“We don’t need any help from a fucking Windsor.” I heard her shift the phone slightly.
“Georgia, he took me to see Daddy. You—you don’t understand.” I felt tears filling the corner of my eyes. “I’ll do anything to get him out of the hell he’s in right now.”
“Then Violet…” She exhaled sharply for the third time. “You need to start by getting the fuck out of Devlin Windsor’s house—because he’s the one who had our father arrested.”
“What?” My hand trembled. “No, he wouldn’t do that!”
“Yes, he would. Violet, don’t you get it? Devlin has been after you for years. Do you think it was a fucking coincidence that Daddy was arrested at your birthday party? You couldn’t sign one of those damn contracts until you turned eighteen!” Georgia’s voice started to get enraged—so much so that it was almost terrifying.
“Oh my god…” The phone nearly fell out of my hand, but I caught it before it did. “No—Devlin—he…”
I thought Devlin was honorable when he refused to touch me because I was too young, even though it infuriated me at the time.
“Devlin is a fucking monster. He buys and sells people like fucking cattle. How do you think he has been able to come so far, so fast? How do you think he was able to strike out on his own and accumulate so much wealth? Do you even know what you’re worth on the open market right now—a Cabot, bound to be someone’s fucking slave.” My sister’s words kept coming—fueled by anger—guided like daggers into my heart.
He turned down an offer of twenty million… Oh god.
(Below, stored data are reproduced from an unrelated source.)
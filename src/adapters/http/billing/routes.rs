//! Axum router configuration for billing endpoints.

use axum::{
    routing::{get, post},
    Router,
};

use super::handlers::{
    card_webhook, create_payment_intent, get_account, get_payment_status, health, humanize,
    list_payments, provision_account, push_callback, BillingAppState,
};

/// Routes that act on behalf of a signed-in user.
///
/// # Routes
/// - `POST /payment-intents` - Start an M-Pesa push or Stripe checkout
/// - `GET /payment-status/:transaction_id` - Status of one of the caller's payments
/// - `GET /payments` - Caller's payment history
/// - `POST /accounts` - Provision the caller's free account
/// - `GET /account` - Caller's plan and credits
/// - `POST /humanize` - Debit credits and rewrite text
pub fn account_routes() -> Router<BillingAppState> {
    Router::new()
        .route("/payment-intents", post(create_payment_intent))
        .route("/payment-status/:transaction_id", get(get_payment_status))
        .route("/payments", get(list_payments))
        .route("/accounts", post(provision_account))
        .route("/account", get(get_account))
        .route("/humanize", post(humanize))
}

/// Provider callbacks and the liveness check.
///
/// Callbacks carry no bearer token. The push callback is checked against
/// the shared token in its query string, the webhook against its signature.
///
/// # Routes
/// - `POST /payment-callbacks/push` - M-Pesa STK result
/// - `POST /payment-callbacks/webhook` - Stripe events
/// - `GET /health`
pub fn public_routes() -> Router<BillingAppState> {
    Router::new()
        .route("/payment-callbacks/push", post(push_callback))
        .route("/payment-callbacks/webhook", post(card_webhook))
        .route("/health", get(health))
}
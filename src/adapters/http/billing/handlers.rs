//! HTTP handlers for billing endpoints.
//!
//! These handlers connect axum routes to application layer command/query handlers.

use std::sync::Arc;
use std::time::Duration;

use axum::body::Bytes;
use axum::extract::rejection::JsonRejection;
use axum::extract::{Json, Path, Query, State};
use axum::http::{HeaderMap, StatusCode};
use axum::response::IntoResponse;

use crate::application::handlers::billing::{
    GetAccountHandler, GetAccountQuery, GetPaymentStatusHandler, GetPaymentStatusQuery,
    HandleCardWebhookCommand, HandleCardWebhookHandler, HandlePushCallbackCommand,
    HandlePushCallbackHandler, HumanizeTextCommand, HumanizeTextHandler, InitiatePaymentCommand,
    InitiatePaymentHandler, ListPaymentsHandler, ListPaymentsQuery, ProvisionAccountCommand,
    ProvisionAccountHandler,
};
use crate::domain::billing::{BillingError, PlanCatalog};
use crate::ports::{
    CardPaymentProvider, EntitlementRepository, PaymentAttemptRepository, PushPaymentProvider,
    TextRewriter,
};

use super::super::middleware::RequireAuth;
use super::dto::{
    AccountResponse, CreatePaymentIntentRequest, ErrorResponse, HealthResponse, HumanizeRequest,
    HumanizeResponse, ListPaymentsParams, PaymentIntentResponse, PaymentListResponse,
    PaymentStatusResponse, PushCallbackAck, PushCallbackParams, WebhookAck,
};

const STRIPE_SIGNATURE_HEADER: &str = "Stripe-Signature";

// ════════════════════════════════════════════════════════════════════════════════
// Application State
// ════════════════════════════════════════════════════════════════════════════════

/// Shared application state containing all dependencies.
///
/// Cloned for each request; every dependency is behind an `Arc`.
#[derive(Clone)]
pub struct BillingAppState {
    pub entitlements: Arc<dyn EntitlementRepository>,
    pub attempts: Arc<dyn PaymentAttemptRepository>,
    pub push_provider: Arc<dyn PushPaymentProvider>,
    pub card_provider: Arc<dyn CardPaymentProvider>,
    pub rewriter: Arc<dyn TextRewriter>,
    pub catalog: Arc<PlanCatalog>,
    /// Shared secret expected in the push callback's `token` parameter.
    pub callback_token: Arc<str>,
    /// Deadline for one language model call; must stay under the request timeout.
    pub rewrite_timeout: Duration,
}

impl BillingAppState {
    pub fn initiate_payment_handler(&self) -> InitiatePaymentHandler {
        InitiatePaymentHandler::new(
            self.attempts.clone(),
            self.push_provider.clone(),
            self.card_provider.clone(),
            self.catalog.clone(),
        )
    }

    pub fn push_callback_handler(&self) -> HandlePushCallbackHandler {
        HandlePushCallbackHandler::new(self.attempts.clone(), self.callback_token.to_string())
    }

    pub fn card_webhook_handler(&self) -> HandleCardWebhookHandler {
        HandleCardWebhookHandler::new(self.attempts.clone(), self.card_provider.clone())
    }

    pub fn payment_status_handler(&self) -> GetPaymentStatusHandler {
        GetPaymentStatusHandler::new(self.attempts.clone())
    }

    pub fn list_payments_handler(&self) -> ListPaymentsHandler {
        ListPaymentsHandler::new(self.attempts.clone())
    }

    pub fn provision_account_handler(&self) -> ProvisionAccountHandler {
        ProvisionAccountHandler::new(self.entitlements.clone())
    }

    pub fn get_account_handler(&self) -> GetAccountHandler {
        GetAccountHandler::new(self.entitlements.clone())
    }

    pub fn humanize_handler(&self) -> HumanizeTextHandler {
        HumanizeTextHandler::new(self.entitlements.clone(), self.rewriter.clone())
            .with_rewrite_timeout(self.rewrite_timeout)
    }
}

/// Unwraps a JSON body, turning extractor rejections into `InvalidRequest`.
fn json_body<T>(payload: Result<Json<T>, JsonRejection>) -> Result<T, BillingError> {
    payload
        .map(|Json(body)| body)
        .map_err(|rejection| BillingError::invalid_request("body", rejection.body_text()))
}

// ════════════════════════════════════════════════════════════════════════════════
// Query Handlers (GET endpoints)
// ════════════════════════════════════════════════════════════════════════════════

/// GET /payment-status/:transaction_id - Status of one of the caller's payments
pub async fn get_payment_status(
    State(state): State<BillingAppState>,
    RequireAuth(user): RequireAuth,
    Path(transaction_id): Path<String>,
) -> Result<impl IntoResponse, BillingApiError> {
    let attempt = state
        .payment_status_handler()
        .handle(GetPaymentStatusQuery {
            user_id: user.id,
            transaction_id,
        })
        .await?;

    Ok(Json(PaymentStatusResponse::from(attempt)))
}

/// GET /payments - Caller's payment history, newest first
pub async fn list_payments(
    State(state): State<BillingAppState>,
    RequireAuth(user): RequireAuth,
    Query(params): Query<ListPaymentsParams>,
) -> Result<impl IntoResponse, BillingApiError> {
    let attempts = state
        .list_payments_handler()
        .handle(ListPaymentsQuery {
            user_id: user.id,
            limit: params.limit,
        })
        .await?;

    Ok(Json(PaymentListResponse {
        payments: attempts.into_iter().map(PaymentStatusResponse::from).collect(),
    }))
}

/// GET /account - Caller's plan and credit balance
pub async fn get_account(
    State(state): State<BillingAppState>,
    RequireAuth(user): RequireAuth,
) -> Result<impl IntoResponse, BillingApiError> {
    let entitlement = state
        .get_account_handler()
        .handle(GetAccountQuery { user_id: user.id })
        .await?;

    Ok(Json(AccountResponse::new(entitlement, user.email)))
}

/// GET /health - Liveness check
pub async fn health() -> impl IntoResponse {
    Json(HealthResponse { status: "ok" })
}

// ════════════════════════════════════════════════════════════════════════════════
// Command Handlers (POST endpoints)
// ════════════════════════════════════════════════════════════════════════════════

/// POST /payment-intents - Start a push or card payment
pub async fn create_payment_intent(
    State(state): State<BillingAppState>,
    RequireAuth(user): RequireAuth,
    payload: Result<Json<CreatePaymentIntentRequest>, JsonRejection>,
) -> Result<impl IntoResponse, BillingApiError> {
    let (plan_id, method) = json_body(payload)?.into_parts()?;

    let result = state
        .initiate_payment_handler()
        .handle(InitiatePaymentCommand {
            user,
            plan_id,
            method,
        })
        .await?;

    Ok((StatusCode::CREATED, Json(PaymentIntentResponse::from(result))))
}

/// POST /accounts - Provision the caller's free account (idempotent)
pub async fn provision_account(
    State(state): State<BillingAppState>,
    RequireAuth(user): RequireAuth,
) -> Result<impl IntoResponse, BillingApiError> {
    let result = state
        .provision_account_handler()
        .handle(ProvisionAccountCommand { user_id: user.id })
        .await?;

    let status = if result.created {
        StatusCode::CREATED
    } else {
        StatusCode::OK
    };
    Ok((status, Json(AccountResponse::new(result.entitlement, user.email))))
}

/// POST /humanize - Debit credits and rewrite text
pub async fn humanize(
    State(state): State<BillingAppState>,
    RequireAuth(user): RequireAuth,
    payload: Result<Json<HumanizeRequest>, JsonRejection>,
) -> Result<impl IntoResponse, BillingApiError> {
    let request = json_body(payload)?;
    let creativity = request.creativity()?;

    let result = state
        .humanize_handler()
        .handle(HumanizeTextCommand {
            user_id: user.id,
            text: request.text,
            tone: request.tone,
            creativity,
        })
        .await?;

    Ok(Json(HumanizeResponse::from(result)))
}

// ════════════════════════════════════════════════════════════════════════════════
// Provider Callbacks (no bearer auth)
// ════════════════════════════════════════════════════════════════════════════════

/// POST /payment-callbacks/push?token=... - M-Pesa STK result
pub async fn push_callback(
    State(state): State<BillingAppState>,
    Query(params): Query<PushCallbackParams>,
    body: Bytes,
) -> Result<impl IntoResponse, BillingApiError> {
    state
        .push_callback_handler()
        .handle(HandlePushCallbackCommand {
            token: params.token,
            payload: body.to_vec(),
        })
        .await?;

    Ok(Json(PushCallbackAck::accepted()))
}

/// POST /payment-callbacks/webhook - Stripe checkout events
pub async fn card_webhook(
    State(state): State<BillingAppState>,
    headers: HeaderMap,
    body: Bytes,
) -> Result<impl IntoResponse, BillingApiError> {
    let signature = headers
        .get(STRIPE_SIGNATURE_HEADER)
        .and_then(|v| v.to_str().ok())
        .map(str::to_string);

    state
        .card_webhook_handler()
        .handle(HandleCardWebhookCommand {
            payload: body.to_vec(),
            signature,
        })
        .await?;

    Ok(Json(WebhookAck { received: true }))
}

// ════════════════════════════════════════════════════════════════════════════════
// Error Handling
// ════════════════════════════════════════════════════════════════════════════════

/// API error type that converts billing errors to HTTP responses.
#[derive(Debug)]
pub struct BillingApiError(BillingError);

impl From<BillingError> for BillingApiError {
    fn from(err: BillingError) -> Self {
        Self(err)
    }
}

impl BillingApiError {
    pub fn status(&self) -> StatusCode {
        match &self.0 {
            BillingError::InvalidRequest { .. } | BillingError::SignatureInvalid(_) => {
                StatusCode::BAD_REQUEST
            }
            BillingError::CallbackUnauthorized => StatusCode::UNAUTHORIZED,
            BillingError::InsufficientCredit { .. } => StatusCode::PAYMENT_REQUIRED,
            BillingError::NotFound(_)
            | BillingError::AccountNotFound(_)
            | BillingError::UnknownTransaction(_) => StatusCode::NOT_FOUND,
            BillingError::AlreadySettled { .. } => StatusCode::CONFLICT,
            BillingError::RewriteFailed(_) => StatusCode::BAD_GATEWAY,
            BillingError::PaymentProviderUnavailable(_) => StatusCode::SERVICE_UNAVAILABLE,
            BillingError::EntitlementMutationFailed(_) | BillingError::Infrastructure(_) => {
                StatusCode::INTERNAL_SERVER_ERROR
            }
        }
    }
}

impl IntoResponse for BillingApiError {
    fn into_response(self) -> axum::response::Response {
        let status = self.status();
        if status.is_server_error() {
            tracing::error!(status = %status, error = %self.0, "Request failed");
        }

        let body = match &self.0 {
            BillingError::InsufficientCredit {
                required,
                available,
            } => ErrorResponse::with_details(
                self.0.code(),
                self.0.message(),
                serde_json::json!({ "required": required, "available": available }),
            ),
            BillingError::InvalidRequest { field, .. } => ErrorResponse::with_details(
                self.0.code(),
                self.0.message(),
                serde_json::json!({ "field": field }),
            ),
            other => ErrorResponse::new(other.code(), other.message()),
        };
        (status, Json(body)).into_response()
    }
}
Is Georgia telling the truth? Did Devlin set my father up—just so he could force me to sign my name on one of his contracts?
“Are you still there?” Georgia tapped the phone. “Violet?”
“Yeah, I’m still here.” I felt my voice getting lower—almost as if I could barely speak. “How do you know all of this?”
“Connor.” She sighed. “Look, Violet—I know you don’t like my husband. But just trust me, he knows the same people Devlin does. He does business with them. There are rumors—rumors that Devlin is already taking offers and a deal is close. It could happen today.”
The person he was talking to last night…
“You’re getting played, little sister. Whatever Devlin has told you is a lie. You’re not even the only girl he’s fucking right now.” Georgia paused and let her words sink in.
He never told me I was, but—I just assumed.
“I…” My words just trailed off, I didn’t even know how to respond.
“Connor said that there are rumors that he even knocked up his secretary. After he forced her to get an abortion, he fired her!” Georgia exhaled sharply into the phone. “That was a few days ago!”
Sally-Anne? Is that why she came to see me?
“Okay.” I swallowed hard. “I’m leaving.”
“I’m coming to get you. If you’re not outside when I get there, then I’m calling the police—plain and simple. I’ll assume you’re being held against your will and have them tear the fucking doors off that place—if I don’t do it myself.” Georgia slammed the phone down.
I couldn’t believe I had been blind to what was right in front of my face the whole time. Devlin lied to me. He reached out to me in my darkest hour, but he was the one who snuffed out the sun to begin with. It was all a game—and he just kept twisting me up in it with every passing day. I let him turn me into nothing more than a pawn.
I had tears in my eyes when I finally let the phone fall from my fingers. I didn’t even hang it up. I ran out of Devlin’s office and straight upstairs to my room. I slammed the door—locked it—and looked around. There was nothing in the room I wanted. I was willing to walk out of the Devil’s Manor with nothing more than the clothes on my back—except—my mother’s journals. I couldn’t leave those behind. They were the only connection I had to her.
I grabbed a bag and ran back downstairs. Belle was busy cleaning so I avoided her and darted into the room where the stuff from Cabot Estate had been dropped off. There were more boxes than the day before, but I didn’t care about the trinkets. Devlin could have those. They seemed important when I thought I would be staying with him, but that was when I thought he would help me get my father out of prison—before I knew he was the one who put him behind bars to begin with.
I put all of the journals into a bag and carried them close to the door of the room. I didn’t want to risk dragging them back through the house and have Belle ask why I had them. It would be easy to grab the bag on the way out.